## Work instructions:
Say the number of lines in the records below that hold the word "info", and only that number.

## Material shown:
————————
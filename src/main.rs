// src/main.rs

use pipelinerun::{cli, logging, run};

#[tokio::main]
async fn main() {
    if let Err(err) = run_main().await {
        eprintln!("pipelinerun error: {err:?}");
        std::process::exit(1);
    }
}

async fn run_main() -> anyhow::Result<()> {
    let args = cli::parse();
    logging::init_logging(args.log_level)?;
    run(args).await
}
// src/store.rs

//! In-memory persistence boundary for pipeline runs.
//!
//! Readers get `Arc` snapshots and never hold the lock while they work.
//! Writers replace the whole object and must present the resource version
//! they read; a stale version is rejected with
//! [`PipelineRunError::VersionConflict`] instead of overwriting.

use std::collections::HashMap;
use std::sync::Arc;

use parking_lot::RwLock;
use tracing::{debug, warn};

use crate::errors::{PipelineRunError, Result};
use crate::schema::PipelineRun;

#[derive(Debug, Default)]
pub struct RunStore {
    runs: RwLock<HashMap<String, Arc<PipelineRun>>>,
}

impl RunStore {
    pub fn new() -> Self {
        Self::default()
    }

    /// Persist a new run. Its resource version becomes 1.
    pub fn create(&self, mut run: PipelineRun) -> Result<Arc<PipelineRun>> {
        let mut runs = self.runs.write();
        if runs.contains_key(run.name()) {
            return Err(PipelineRunError::AlreadyExists(run.metadata.name));
        }

        run.metadata.resource_version = 1;
        let run = Arc::new(run);
        runs.insert(run.metadata.name.clone(), Arc::clone(&run));
        debug!(run = %run.metadata.name, "pipeline run created");
        Ok(run)
    }

    /// Snapshot of the current object.
    pub fn get(&self, name: &str) -> Option<Arc<PipelineRun>> {
        self.runs.read().get(name).cloned()
    }

    pub fn list(&self) -> Vec<Arc<PipelineRun>> {
        let mut all: Vec<_> = self.runs.read().values().cloned().collect();
        all.sort_by(|a, b| a.metadata.name.cmp(&b.metadata.name));
        all
    }

    /// Replace a run if its `resource_version` still matches the stored one.
    ///
    /// On success the stored copy carries the next resource version.
    pub fn update(&self, mut run: PipelineRun) -> Result<Arc<PipelineRun>> {
        let mut runs = self.runs.write();
        let current = runs
            .get(run.name())
            .ok_or_else(|| PipelineRunError::RunNotFound(run.metadata.name.clone()))?;

        let actual = current.metadata.resource_version;
        if run.metadata.resource_version != actual {
            return Err(PipelineRunError::VersionConflict {
                name: run.metadata.name,
                expected: run.metadata.resource_version,
                actual,
            });
        }

        run.metadata.resource_version = actual + 1;
        let run = Arc::new(run);
        runs.insert(run.metadata.name.clone(), Arc::clone(&run));
        debug!(
            run = %run.metadata.name,
            resource_version = run.metadata.resource_version,
            "pipeline run updated"
        );
        Ok(run)
    }

    /// Read, modify and write back, re-reading on version conflicts.
    ///
    /// `mutate` is re-applied to a fresh snapshot after every conflict. The
    /// last conflict is returned once `attempts` are used up.
    pub fn update_with_retry<F>(&self, name: &str, attempts: usize, mut mutate: F) -> Result<Arc<PipelineRun>>
    where
        F: FnMut(&mut PipelineRun) -> Result<()>,
    {
        let mut last_err = None;

        for attempt in 1..=attempts.max(1) {
            let snapshot = self
                .get(name)
                .ok_or_else(|| PipelineRunError::RunNotFound(name.to_string()))?;
            let mut next = PipelineRun::clone(&snapshot);
            mutate(&mut next)?;

            match self.update(next) {
                Ok(stored) => return Ok(stored),
                Err(err) if err.is_conflict() => {
                    warn!(run = %name, attempt, %err, "update conflicted; re-reading");
                    last_err = Some(err);
                }
                Err(err) => return Err(err),
            }
        }

        Err(last_err.unwrap_or_else(|| PipelineRunError::RunNotFound(name.to_string())))
    }
}

#[cfg(test)]
mod tests {
    use super::*;
    use crate::schema::PipelineRunSpec;

    #[test]
    fn stale_write_is_rejected() {
        let store = RunStore::new();
        let created = store
            .create(PipelineRun::new("r1", PipelineRunSpec::default()))
            .unwrap();
        assert_eq!(created.metadata.resource_version, 1);

        let mut first = PipelineRun::clone(&created);
        let mut second = PipelineRun::clone(&created);
        first.spec.trigger_ref.name = "first".into();
        second.spec.trigger_ref.name = "second".into();

        let stored = store.update(first).unwrap();
        assert_eq!(stored.metadata.resource_version, 2);

        match store.update(second) {
            Err(PipelineRunError::VersionConflict {
                expected, actual, ..
            }) => {
                assert_eq!(expected, 1);
                assert_eq!(actual, 2);
            }
            other => panic!("expected conflict, got {other:?}"),
        }
        assert_eq!(store.get("r1").unwrap().spec.trigger_ref.name, "first");
    }

    #[test]
    fn snapshots_survive_later_writes() {
        let store = RunStore::new();
        store
            .create(PipelineRun::new("r1", PipelineRunSpec::default()))
            .unwrap();
        let snapshot = store.get("r1").unwrap();

        store
            .update_with_retry("r1", 3, |run| {
                run.spec.trigger_ref.name = "bob".into();
                Ok(())
            })
            .unwrap();

        assert_eq!(snapshot.spec.trigger_ref.name, "");
        assert_eq!(snapshot.metadata.resource_version, 1);
        assert_eq!(store.get("r1").unwrap().metadata.resource_version, 2);
    }

    #[test]
    fn duplicate_create_fails() {
        let store = RunStore::new();
        store
            .create(PipelineRun::new("r1", PipelineRunSpec::default()))
            .unwrap();
        assert!(matches!(
            store.create(PipelineRun::new("r1", PipelineRunSpec::default())),
            Err(PipelineRunError::AlreadyExists(_))
        ));
    }
}
/// Status state machine for one pipeline run.
///
/// Owns the validated graph (shared, never mutated), the per-task state and
/// the condition set. All methods are synchronous and bounded by the size of
/// the graph. One logical owner drives a tracker; readers work from the
/// persisted snapshots produced by [`crate::schema`].
#[derive(Debug, Clone)]
pub struct RunTracker {
    graph: Arc<DependencyGraph>,
    states: Vec<TaskRunState>,
    /// Task runs in the order they entered the run (admitted or blocked).
    task_runs: Vec<TaskHandle>,
    phase: RunPhase,
    conditions: Conditions,
}

impl RunTracker {
    /// Create a tracker for a freshly built graph.
    ///
    /// A graph that fails validation puts the run straight into the terminal
    /// [`RunPhase::InvalidGraph`] state.
    pub fn new(graph: Arc<DependencyGraph>, now: DateTime<Utc>) -> Self {
        let validation = graph.validate();
        let mut tracker = Self::blank(graph);

        match validation {
            Ok(()) => tracker.sync_conditions(now),
            Err(err) => tracker.enter_invalid(&err, now),
        }
        tracker
    }

    /// Terminal tracker for a structural error found while building the graph.
    pub fn invalid(error: &PipelineRunError, now: DateTime<Utc>) -> Self {
        let mut tracker = Self::blank(Arc::new(DependencyGraph::new()));
        tracker.enter_invalid(error, now);
        tracker
    }

    /// Rebuild a tracker from persisted task runs and conditions.
    ///
    /// Fails if the persisted state names unknown tasks, lists a task twice,
    /// breaks dependency order or carries conditions that contradict the
    /// task outcomes. Pending tasks downstream of a failure are blocked, as
    /// they would have been when the failure was recorded.
    pub fn restore(
        graph: Arc<DependencyGraph>,
        task_runs: Vec<(TaskName, TaskRunState)>,
        conditions: Conditions,
        now: DateTime<Utc>,
    ) -> Result<Self> {
        let invalid_graph_message = conditions
            .get(ConditionType::Succeeded)
            .filter(|c| c.reason.as_deref() == Some(REASON_INVALID_GRAPH))
            .map(|c| c.message.clone().unwrap_or_default());

        let validation = graph.validate();
        let mut tracker = Self::blank(graph);
        tracker.conditions = conditions;

        if let Some(message) = invalid_graph_message {
            tracker.phase = RunPhase::InvalidGraph { message };
            tracker.apply_projection(now)?;
            return Ok(tracker);
        }
        if let Err(err) = validation {
            tracker.enter_invalid(&err, now);
            return Ok(tracker);
        }

        for (name, state) in task_runs {
            let handle = tracker
                .graph
                .handle(&name)
                .ok_or_else(|| PipelineRunError::TaskNotFound(name.clone()))?;
            if tracker.states[handle.index()] != TaskRunState::Pending {
                return Err(PipelineRunError::InvalidStatus(format!(
                    "task run '{name}' is listed more than once"
                )));
            }
            if state == TaskRunState::Pending {
                return Err(PipelineRunError::InvalidStatus(format!(
                    "task run '{name}' is listed but was never admitted"
                )));
            }
            tracker.states[handle.index()] = state;
            tracker.task_runs.push(handle);
        }
        tracker.check_dependency_order()?;
        tracker.block_stranded_tasks();

        if tracker.task_runs.iter().any(|h| {
            !matches!(tracker.states[h.index()], TaskRunState::Blocked { .. })
        }) {
            tracker.phase = RunPhase::Running;
        }
        tracker.finish_if_complete();
        tracker.apply_projection(now)?;

        debug!(
            phase = %tracker.phase,
            task_runs = tracker.task_runs.len(),
            "tracker restored from persisted status"
        );
        Ok(tracker)
    }

    /// A task may only have left `Pending` once every predecessor
    /// succeeded, or by being blocked from a failed upstream task.
    fn check_dependency_order(&self) -> Result<()> {
        let graph = &self.graph;
        for handle in graph.handles() {
            let name = graph.name(handle);
            match &self.states[handle.index()] {
                TaskRunState::Pending => {}
                TaskRunState::Blocked { by } => {
                    let upstream_failure = graph.handle(by).is_some_and(|b| {
                        matches!(self.states[b.index()], TaskRunState::Failed { .. })
                            && graph.downstream_of(b).contains(&handle)
                    });
                    if !upstream_failure {
                        return Err(PipelineRunError::InvalidStatus(format!(
                            "task run '{name}' is blocked by '{by}', which is not a failed upstream task"
                        )));
                    }
                }
                state => {
                    if let Some(prev) = graph
                        .prev_handles(handle)
                        .find(|p| self.states[p.index()] != TaskRunState::Succeeded)
                    {
                        return Err(PipelineRunError::InvalidStatus(format!(
                            "task run '{name}' is {} but its dependency '{}' is {}",
                            state.label(),
                            graph.name(prev),
                            self.states[prev.index()].label()
                        )));
                    }
                }
            }
        }
        Ok(())
    }

    fn block_stranded_tasks(&mut self) {
        let graph = Arc::clone(&self.graph);
        for failed in graph.handles() {
            if !matches!(self.states[failed.index()], TaskRunState::Failed { .. }) {
                continue;
            }
            for downstream in graph.downstream_of(failed) {
                if self.states[downstream.index()] == TaskRunState::Pending {
                    debug!(
                        task = %graph.name(downstream),
                        by = %graph.name(failed),
                        "restored task run blocked by failed dependency"
                    );
                    self.states[downstream.index()] = TaskRunState::Blocked {
                        by: graph.name(failed).to_string(),
                    };
                    self.task_runs.push(downstream);
                }
            }
        }
    }

    fn blank(graph: Arc<DependencyGraph>) -> Self {
        let states = vec![TaskRunState::Pending; graph.len()];
        Self {
            graph,
            states,
            task_runs: Vec::new(),
            phase: RunPhase::NotStarted,
            conditions: Conditions::new(),
        }
    }

    pub fn graph(&self) -> &Arc<DependencyGraph> {
        &self.graph
    }

    pub fn phase(&self) -> &RunPhase {
        &self.phase
    }

    pub fn conditions(&self) -> &Conditions {
        &self.conditions
    }

    pub fn is_complete(&self) -> bool {
        self.phase.is_terminal()
    }

    pub fn state_of(&self, task: &str) -> Option<&TaskRunState> {
        let handle = self.graph.handle(task)?;
        Some(&self.states[handle.index()])
    }

    /// Task runs in the order they entered the run, with their state.
    pub fn task_runs(&self) -> impl Iterator<Item = (&str, &TaskRunState)> {
        self.task_runs
            .iter()
            .map(|h| (self.graph.name(*h), &self.states[h.index()]))
    }

    /// Names of tasks that reached terminal success.
    pub fn completed_set(&self) -> HashSet<TaskName> {
        self.names_where(|s| matches!(s, TaskRunState::Succeeded))
    }

    /// Names of tasks that left `Pending`.
    pub fn started_set(&self) -> HashSet<TaskName> {
        self.names_where(|s| !matches!(s, TaskRunState::Pending))
    }

    fn names_where(&self, pred: impl Fn(&TaskRunState) -> bool) -> HashSet<TaskName> {
        self.graph
            .handles()
            .filter(|h| pred(&self.states[h.index()]))
            .map(|h| self.graph.name(h).to_string())
            .collect()
    }

    /// Admit every task whose predecessors all succeeded.
    ///
    /// Admitted tasks move to `Running` and are appended to the task run
    /// list. The first admission sets `Started=True`.
    pub fn admit_ready(&mut self, now: DateTime<Utc>) -> TrackerStep {
        let mut step = TrackerStep::default();
        if self.phase.is_terminal() {
            return step;
        }

        let completed = self.completed_set();
        let started = self.started_set();
        let ready: Vec<TaskHandle> = self
            .graph
            .ready_tasks_excluding(&completed, &started)
            .filter_map(|name| self.graph.handle(name))
            .collect();

        for handle in ready {
            let name = self.graph.name(handle).to_string();
            info!(task = %name, "admitting task run");
            self.states[handle.index()] = TaskRunState::Running;
            self.task_runs.push(handle);
            step.admitted.push(name);
        }

        if !step.admitted.is_empty() && self.phase == RunPhase::NotStarted {
            self.phase = RunPhase::Running;
        }

        step.run_just_completed = self.finish_if_complete();
        self.sync_conditions(now);
        step
    }

    /// Record the terminal outcome of a running task and admit whatever
    /// became ready.
    ///
    /// A failure blocks every transitive successor that has not started;
    /// branches that do not depend on the failed task keep running.
    pub fn record_outcome(
        &mut self,
        task: &str,
        outcome: TaskOutcome,
        now: DateTime<Utc>,
    ) -> Result<TrackerStep> {
        let handle = self
            .graph
            .handle(task)
            .ok_or_else(|| PipelineRunError::TaskNotFound(task.to_string()))?;

        let current = &self.states[handle.index()];
        if *current != TaskRunState::Running {
            let to = match outcome {
                TaskOutcome::Succeeded => "Succeeded",
                TaskOutcome::Failed { .. } => "Failed",
            };
            return Err(PipelineRunError::IllegalTaskTransition {
                task: task.to_string(),
                from: current.label(),
                to,
            });
        }

        let mut blocked = Vec::new();
        match outcome {
            TaskOutcome::Succeeded => {
                debug!(task = %task, "task run succeeded");
                self.states[handle.index()] = TaskRunState::Succeeded;
            }
            TaskOutcome::Failed { message } => {
                warn!(task = %task, error = %message, "task run failed; blocking dependents");
                self.states[handle.index()] = TaskRunState::Failed { message };

                for downstream in self.graph.downstream_of(handle) {
                    if self.states[downstream.index()] == TaskRunState::Pending {
                        let name = self.graph.name(downstream).to_string();
                        debug!(task = %name, by = %task, "task run blocked by failed dependency");
                        self.states[downstream.index()] = TaskRunState::Blocked {
                            by: task.to_string(),
                        };
                        self.task_runs.push(downstream);
                        blocked.push(name);
                    }
                }
            }
        }

        let mut step = self.admit_ready(now);
        step.blocked = blocked;
        Ok(step)
    }

    /// Move to a completed phase once every task is terminal.
    ///
    /// Returns `true` if this call completed the run.
    fn finish_if_complete(&mut self) -> bool {
        if self.phase.is_terminal() || !self.states.iter().all(TaskRunState::is_terminal) {
            return false;
        }

        // Handles are in declaration order, so the first hit is the
        // earliest declared failure.
        let first_failed = self.graph.handles().find_map(|h| match &self.states[h.index()] {
            TaskRunState::Failed { message } => Some((h, message.clone())),
            _ => None,
        });

        self.phase = match first_failed {
            None => {
                info!(tasks = self.graph.len(), "all task runs succeeded; run completed");
                RunPhase::CompletedSuccess
            }
            Some((handle, failure)) => {
                let failed_task = self.graph.name(handle).to_string();
                let others = self
                    .states
                    .iter()
                    .filter(|s| matches!(s, TaskRunState::Failed { .. }))
                    .count()
                    - 1;
                let blocked = self
                    .states
                    .iter()
                    .filter(|s| matches!(s, TaskRunState::Blocked { .. }))
                    .count();
                let message = format!(
                    "task run '{failed_task}' failed: {failure} ({others} other failed, {blocked} blocked)"
                );
                warn!(task = %failed_task, others, blocked, "run completed with failures");
                RunPhase::CompletedFailure {
                    failed_task,
                    message,
                }
            }
        };
        true
    }

    fn enter_invalid(&mut self, error: &PipelineRunError, now: DateTime<Utc>) {
        warn!(%error, "dependency graph rejected; run is terminally failed");
        self.phase = RunPhase::InvalidGraph {
            message: error.to_string(),
        };
        self.sync_conditions(now);
    }

    fn apply_projection(&mut self, now: DateTime<Utc>) -> Result<()> {
        for update in self.phase.project() {
            self.conditions.apply(update, now)?;
        }
        Ok(())
    }

    /// Phases only move forward, so the projection never conflicts with
    /// conditions this tracker wrote itself.
    fn sync_conditions(&mut self, now: DateTime<Utc>) {
        if let Err(err) = self.apply_projection(now) {
            warn!(%err, phase = %self.phase, "condition projection rejected");
        }
    }

    /// Shortcut for the `Succeeded` axis.
    pub fn succeeded(&self) -> ConditionStatus {
        self.conditions.status_of(ConditionType::Succeeded)
    }
}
————————
## Written solution:
2